** Exercise materials follows **
use super::document::StaticPage;
use super::FetchError;
use crate::core::backend::{Backend, BackendCapabilities};
use crate::core::config::FetchConfig;
use crate::types::{Cookie, Modifier, SessionIdentity, WindowHandle};
use async_trait::async_trait;
use chrono::{DateTime, Utc};
use ego_tree::NodeId;
use parking_lot::Mutex;
use reqwest::cookie::Jar;
use reqwest::header::{HeaderMap, HeaderValue, ACCEPT, CACHE_CONTROL};
use reqwest::{Client, Method, Proxy, RequestBuilder};
use std::sync::atomic::{AtomicBool, Ordering};
use std::sync::Arc;
use std::time::Duration;
use tracing::{debug, info, warn};
use url::Url;

const MAIN_WINDOW: &str = "main";

/// Element handle understood by [`FetchBackend`].
#[derive(Debug, Clone, Copy, PartialEq, Eq)]
pub enum FetchNode {
    Document,
    Node { generation: u64, id: NodeId },
}

#[derive(Debug, Default)]
struct History {
    pages: Vec<StaticPage>,
    cursor: usize,
    generation: u64,
}

impl History {
    fn current(&self) -> Option<&StaticPage> {
        self.pages.get(self.cursor)
    }

    fn current_mut(&mut self) -> Option<&mut StaticPage> {
        self.pages.get_mut(self.cursor)
    }

    fn next_generation(&mut self) -> u64 {
        self.generation += 1;
        self.generation
    }

    /// Loads a new page, dropping any forward entries.
    fn push(&mut self, url: Url, source: String) {
        let generation = self.next_generation();
        if !self.pages.is_empty() {
            self.pages.truncate(self.cursor + 1);
        }
        self.pages.push(StaticPage::new(url, source, generation));
        self.cursor = self.pages.len() - 1;
    }

    fn replace_current(&mut self, url: Url, source: String) {
        let generation = self.next_generation();
        let page = StaticPage::new(url, source, generation);
        match self.current_mut() {
            Some(current) => *current = page,
            None => self.pages.push(page),
        }
    }

    fn traverse(&mut self, delta: isize) -> Result<(), FetchError> {
        let target = self
            .cursor
            .checked_add_signed(delta)
            .filter(|index| *index < self.pages.len())
            .ok_or_else(|| {
                FetchError::InvalidTarget(format!("no history entry {delta:+} from the current page"))
            })?;
        let generation = self.next_generation();
        self.pages[target] = self.pages[target].reloaded(generation);
        self.cursor = target;
        Ok(())
    }
}

/// Backend over documents fetched with reqwest and parsed with scraper.
/// No scripting, no pointer input, one window.
pub struct FetchBackend {
    client: Client,
    config: FetchConfig,
    history: Mutex<History>,
    /// Cookies set by responses, with their attributes. The reqwest jar does
    /// the sending; this is what the session reports.
    cookies: Mutex<Vec<Cookie>>,
    closed: AtomicBool,
}

impl FetchBackend {
    pub fn new(config: FetchConfig) -> Result<Self, FetchError> {
        let jar = Arc::new(Jar::default());

        let mut headers = HeaderMap::new();
        headers.insert(
            ACCEPT,
            HeaderValue::from_static("text/html,application/xhtml+xml,application/xml"),
        );
        headers.insert(CACHE_CONTROL, HeaderValue::from_static("no-cache"));

        let mut builder = Client::builder()
            .default_headers(headers)
            .cookie_provider(jar)
            .timeout(Duration::from_millis(config.request_timeout_ms));
        if let Some(user_agent) = &config.user_agent {
            builder = builder.user_agent(user_agent.as_str());
        }
        if let Some(proxy) = &config.proxy {
            builder = builder.proxy(Proxy::all(proxy.as_str())?);
        }

        Ok(Self {
            client: builder.build()?,
            config,
            history: Mutex::new(History::default()),
            cookies: Mutex::new(Vec::new()),
            closed: AtomicBool::new(false),
        })
    }

    /// A backend already showing `html` as if it had been fetched from `url`.
    pub fn from_html(url: &str, html: impl Into<String>) -> Result<Self, FetchError> {
        let url = Url::parse(url)
            .map_err(|e| FetchError::InvalidTarget(format!("invalid url '{url}': {e}")))?;
        let backend = Self::new(FetchConfig::default())?;
        backend.history.lock().push(url, html.into());
        Ok(backend)
    }

    fn ensure_open(&self) -> Result<(), FetchError> {
        if self.closed.load(Ordering::SeqCst) {
            return Err(FetchError::Closed);
        }
        Ok(())
    }

    fn read<T>(&self, f: impl FnOnce(&StaticPage) -> Result<T, FetchError>) -> Result<T, FetchError> {
        self.ensure_open()?;
        let history = self.history.lock();
        f(history.current().ok_or(FetchError::NoDocument)?)
    }

    fn write<T>(
        &self,
        f: impl FnOnce(&mut StaticPage) -> Result<T, FetchError>,
    ) -> Result<T, FetchError> {
        self.ensure_open()?;
        let mut history = self.history.lock();
        f(history.current_mut().ok_or(FetchError::NoDocument)?)
    }

    fn target(page: &StaticPage, element: &FetchNode) -> Result<Option<NodeId>, FetchError> {
        match *element {
            FetchNode::Document => Ok(None),
            FetchNode::Node { generation, .. } if generation != page.generation() => Err(
                FetchError::Stale("element belongs to a previous document".to_string()),
            ),
            FetchNode::Node { id, .. } if !page.is_attached(id) => Err(FetchError::Stale(
                "element was replaced by a text edit".to_string(),
            )),
            FetchNode::Node { id, .. } => Ok(Some(id)),
        }
    }

    async fn fetch(&self, request: RequestBuilder) -> Result<(Url, String), FetchError> {
        let response = request.send().await?;
        let status = response.status();
        let url = response.url().clone();
        self.record_cookies(&url, response.cookies());
        if !status.is_success() {
            warn!(%url, %status, "non-success response");
        }
        let body = response.text().await?;
        debug!(%url, %status, bytes = body.len(), "document fetched");
        Ok((url, body))
    }

    fn record_cookies<'a>(&self, url: &Url, set: impl Iterator<Item = reqwest::cookie::Cookie<'a>>) {
        let host = url.host_str().unwrap_or_default();
        let now = Utc::now();
        let mut stored = self.cookies.lock();
        for cookie in set {
            let domain = match cookie.domain() {
                Some(domain) => format!(".{}", domain.trim_start_matches('.')),
                None => host.to_string(),
            };
            let path = cookie
                .path()
                .filter(|path| path.starts_with('/'))
                .map(str::to_string)
                .unwrap_or_else(|| default_cookie_path(url));
            let expires = match cookie.max_age() {
                Some(age) => chrono::Duration::from_std(age).ok().map(|age| now + age),
                None => cookie.expires().map(DateTime::<Utc>::from),
            };

            stored.retain(|kept| {
                !(kept.name == cookie.name() && kept.domain == domain && kept.path == path)
            });
            if expires.is_some_and(|at| at <= now) {
                continue;
            }
            debug!(name = cookie.name(), %domain, %path, "cookie stored");
            stored.push(Cookie {
                name: cookie.name().to_string(),
                value: cookie.value().to_string(),
                domain,
                path,
                expires,
                secure: cookie.secure(),
                http_only: cookie.http_only(),
            });
        }
    }
}

/// Directory of the request path, the path a cookie gets when its response
/// names none.
fn default_cookie_path(url: &Url) -> String {
    let path = url.path();
    match path.rfind('/') {
        Some(0) | None => "/".to_string(),
        Some(end) => path[..end].to_string(),
    }
}

#[async_trait]
impl Backend for FetchBackend {
    type Element = FetchNode;
    type Error = FetchError;

    fn capabilities(&self) -> BackendCapabilities {
        BackendCapabilities::static_fetch()
    }

    async fn document_root(&self) -> Result<Vec<FetchNode>, FetchError> {
        self.ensure_open()?;
        let loaded = self.history.lock().current().is_some();
        Ok(if loaded { vec![FetchNode::Document] } else { Vec::new() })
    }

    async fn document_url(&self) -> Result<Option<String>, FetchError> {
        self.ensure_open()?;
        Ok(self
            .history
            .lock()
            .current()
            .map(|page| page.url().to_string()))
    }

    async fn document_title(&self) -> Result<String, FetchError> {
        self.read(|page| Ok(page.title()))
    }

    async fn search_by_css(
        &self,
        scope: &FetchNode,
        selector: &str,
        limit: Option<usize>,
    ) -> Result<Vec<FetchNode>, FetchError> {
        self.read(|page| {
            let found = page.search(Self::target(page, scope)?, selector, limit)?;
            let generation = page.generation();
            Ok(found
                .into_iter()
                .map(|id| FetchNode::Node { generation, id })
                .collect())
        })
    }

    async fn search_by_xpath(
        &self,
        _scope: &FetchNode,
        _selector: &str,
        _limit: Option<usize>,
    ) -> Result<Vec<FetchNode>, FetchError> {
        Err(FetchError::Unsupported("xpath selectors"))
    }

    async fn extract_tag(&self, element: &FetchNode) -> Result<String, FetchError> {
        self.read(|page| page.tag(Self::target(page, element)?))
    }

    async fn extract_text(&self, element: &FetchNode) -> Result<String, FetchError> {
        self.read(|page| page.text(Self::target(page, element)?))
    }

    async fn extract_html(&self, element: &FetchNode) -> Result<String, FetchError> {
        self.read(|page| page.html(Self::target(page, element)?))
    }

    async fn extract_attribute(
        &self,
        element: &FetchNode,
        name: &str,
    ) -> Result<Option<String>, FetchError> {
        self.read(|page| page.attribute(Self::target(page, element)?, name))
    }

    async fn set_attribute(
        &self,
        element: &FetchNode,
        name: &str,
        value: Option<&str>,
    ) -> Result<(), FetchError> {
        self.write(|page| {
            let target = Self::target(page, element)?;
            page.set_attribute(target, name, value)
        })
    }

    async fn set_text(&self, element: &FetchNode, value: &str) -> Result<(), FetchError> {
        self.write(|page| {
            let target = Self::target(page, element)?;
            page.set_text(target, value)
        })
    }

    /// Static documents have no layout; every live element counts as actionable.
    async fn is_actionable(&self, element: &FetchNode) -> Result<bool, FetchError> {
        self.read(|page| Self::target(page, element).map(|_| true))
    }

    async fn is_attached(&self, element: &FetchNode) -> Result<bool, FetchError> {
        self.read(|page| Ok(Self::target(page, element).is_ok()))
    }

    async fn click(&self, _element: &FetchNode, _modifiers: &[Modifier]) -> Result<(), FetchError> {
        Err(FetchError::Unsupported("pointer input"))
    }

    async fn double_click(&self, _element: &FetchNode) -> Result<(), FetchError> {
        Err(FetchError::Unsupported("pointer input"))
    }

    async fn right_click(&self, _element: &FetchNode) -> Result<(), FetchError> {
        Err(FetchError::Unsupported("pointer input"))
    }

    async fn hover(&self, _element: &FetchNode) -> Result<(), FetchError> {
        Err(FetchError::Unsupported("pointer input"))
    }

    async fn drag_and_drop(&self, _element: &FetchNode, _target: &FetchNode) -> Result<(), FetchError> {
        Err(FetchError::Unsupported("pointer input"))
    }

    async fn submit(&self, element: &FetchNode) -> Result<(), FetchError> {
        let submission = self.read(|page| page.form_submission(Self::target(page, element)?))?;
        debug!(method = %submission.method, action = %submission.action, "submitting form");

        let request = if submission.method == Method::POST {
            self.client.post(submission.action).form(&submission.fields)
        } else {
            let mut action = submission.action;
            action.query_pairs_mut().clear().extend_pairs(&submission.fields);
            self.client.get(action)
        };
        let (url, source) = self.fetch(request).await?;
        self.history.lock().push(url, source);
        Ok(())
    }

    async fn navigate_to(&self, url: &str) -> Result<(), FetchError> {
        self.ensure_open()?;
        let (url, source) = self.fetch(self.client.get(url)).await?;
        info!(%url, "document loaded");
        self.history.lock().push(url, source);
        Ok(())
    }

    async fn navigate_back(&self, steps: usize) -> Result<(), FetchError> {
        self.ensure_open()?;
        if steps == 0 {
            return Ok(());
        }
        self.history.lock().traverse(-(steps as isize))
    }

    async fn navigate_forward(&self, steps: usize) -> Result<(), FetchError> {
        self.ensure_open()?;
        if steps == 0 {
            return Ok(());
        }
        self.history.lock().traverse(steps as isize)
    }

    async fn refresh(&self) -> Result<(), FetchError> {
        let url = self.read(|page| Ok(page.url().clone()))?;
        let (url, source) = self.fetch(self.client.get(url)).await?;
        self.history.lock().replace_current(url, source);
        Ok(())
    }

    async fn close(&self) -> Result<(), FetchError> {
        if !self.closed.swap(true, Ordering::SeqCst) {
            *self.history.lock() = History::default();
            info!("document session closed");
        }
        Ok(())
    }

    async fn list_window_handles(&self) -> Result<Vec<WindowHandle>, FetchError> {
        self.ensure_open()?;
        Ok(vec![WindowHandle::new(MAIN_WINDOW)])
    }

    async fn current_window_handle(&self) -> Result<WindowHandle, FetchError> {
        self.ensure_open()?;
        Ok(WindowHandle::new(MAIN_WINDOW))
    }

    async fn switch_to_window(&self, handle: &WindowHandle) -> Result<(), FetchError> {
        self.ensure_open()?;
        if handle.as_str() == MAIN_WINDOW {
            Ok(())
        } else {
            Err(FetchError::NoSuchWindow(handle.to_string()))
        }
    }

    async fn switch_to_frame(&self, _element: &FetchNode) -> Result<(), FetchError> {
        Err(FetchError::Unsupported("frames"))
    }

    async fn switch_to_top_frame(&self) -> Result<(), FetchError> {
        Err(FetchError::Unsupported("frames"))
    }

    async fn switch_to_parent_frame(&self) -> Result<(), FetchError> {
        Err(FetchError::Unsupported("frames"))
    }

    /// Unexpired cookies that apply to the current document's URL.
    async fn fetch_cookies(&self) -> Result<Vec<Cookie>, FetchError> {
        self.ensure_open()?;
        let Some(url) = self.history.lock().current().map(|page| page.url().clone()) else {
            return Ok(Vec::new());
        };
        let host = url.host_str().unwrap_or_default();
        let https = url.scheme() == "https";
        let now = Utc::now();
        Ok(self
            .cookies
            .lock()
            .iter()
            .filter(|cookie| cookie.expires.map_or(true, |at| at > now))
            .filter(|cookie| cookie.matches(host, url.path(), https))
            .cloned()
            .collect())
    }

    async fn session_identity(&self) -> Result<SessionIdentity, FetchError> {
        Ok(SessionIdentity {
            user_agent: self.config.user_agent.clone(),
            proxy: self.config.proxy.clone(),
            cookies: self.fetch_cookies().await?,
        })
    }
}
** End of Exercise materials **
Every line above that holds the string "Option" should be returned.

Answer for the task:
    fn current(&self) -> Option<&StaticPage> {
    fn current_mut(&mut self) -> Option<&mut StaticPage> {
    fn target(page: &StaticPage, element: &FetchNode) -> Result<Option<NodeId>, FetchError> {
    async fn document_url(&self) -> Result<Option<String>, FetchError> {
        limit: Option<usize>,
        _limit: Option<usize>,
    ) -> Result<Option<String>, FetchError> {
        value: Option<&str>,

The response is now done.